# Work item
From the line that contains "level.to_string()" to the last line of the entries, write each line out exactly; include both ends and nothing else.
** Data supplied follows **
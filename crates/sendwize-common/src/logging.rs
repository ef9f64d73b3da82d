//! Tracing subscriber bootstrap

use crate::config::LoggingConfig;
use tracing_subscriber::{fmt, prelude::*, EnvFilter};

/// Install the global tracing subscriber.
///
/// `RUST_LOG` takes precedence over the configured level. Returns an error
/// when a global subscriber is already installed.
pub fn init_logging(config: &LoggingConfig) -> crate::Result<()> {
    let filter = EnvFilter::try_from_default_env()
        .or_else(|_| EnvFilter::try_new(directives(&config.level)))
        .map_err(|e| crate::Error::Config(format!("Invalid log level: {}", e)))?;

    let registry = tracing_subscriber::registry().with(filter);

    let result = if config.format.eq_ignore_ascii_case("json") {
        registry
            .with(fmt::layer().json().with_target(true).with_level(true))
            .try_init()
    } else {
        registry
            .with(fmt::layer().with_target(true).with_level(true))
            .try_init()
    };

    result.map_err(|e| crate::Error::Config(format!("Failed to install logger: {}", e)))
}

fn directives(level: &str) -> String {
    let level = level.trim();
    if level.is_empty() {
        "info,sendwize=debug".to_string()
    } else {
        level.to_string()
    }
}

#[cfg(test)]
mod tests {
    use super::*;

    #[test]
    fn test_directives_default() {
        assert_eq!(directives(""), "info,sendwize=debug");
        assert_eq!(directives(" warn "), "warn");
    }

    #[test]
    fn test_second_install_fails() {
        let config = LoggingConfig {
            level: "warn".to_string(),
            format: "text".to_string(),
        };
        // Another test may have installed a subscriber first; only the
        // second call in this test is guaranteed to fail.
        let _ = init_logging(&config);
        assert!(init_logging(&config).is_err());
    }
}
** End of Data supplied **
# Answer to the exercise
        level.to_string()
    }
}

#[cfg(test)]
mod tests {
    use super::*;

    #[test]
    fn test_directives_default() {
        assert_eq!(directives(""), "info,sendwize=debug");
        assert_eq!(directives(" warn "), "warn");
    }

    #[test]
    fn test_second_install_fails() {
        let config = LoggingConfig {
            level: "warn".to_string(),
            format: "text".to_string(),
        };
        // Another test may have installed a subscriber first; only the
        // second call in this test is guaranteed to fail.
        let _ = init_logging(&config);
        assert!(init_logging(&config).is_err());
    }
}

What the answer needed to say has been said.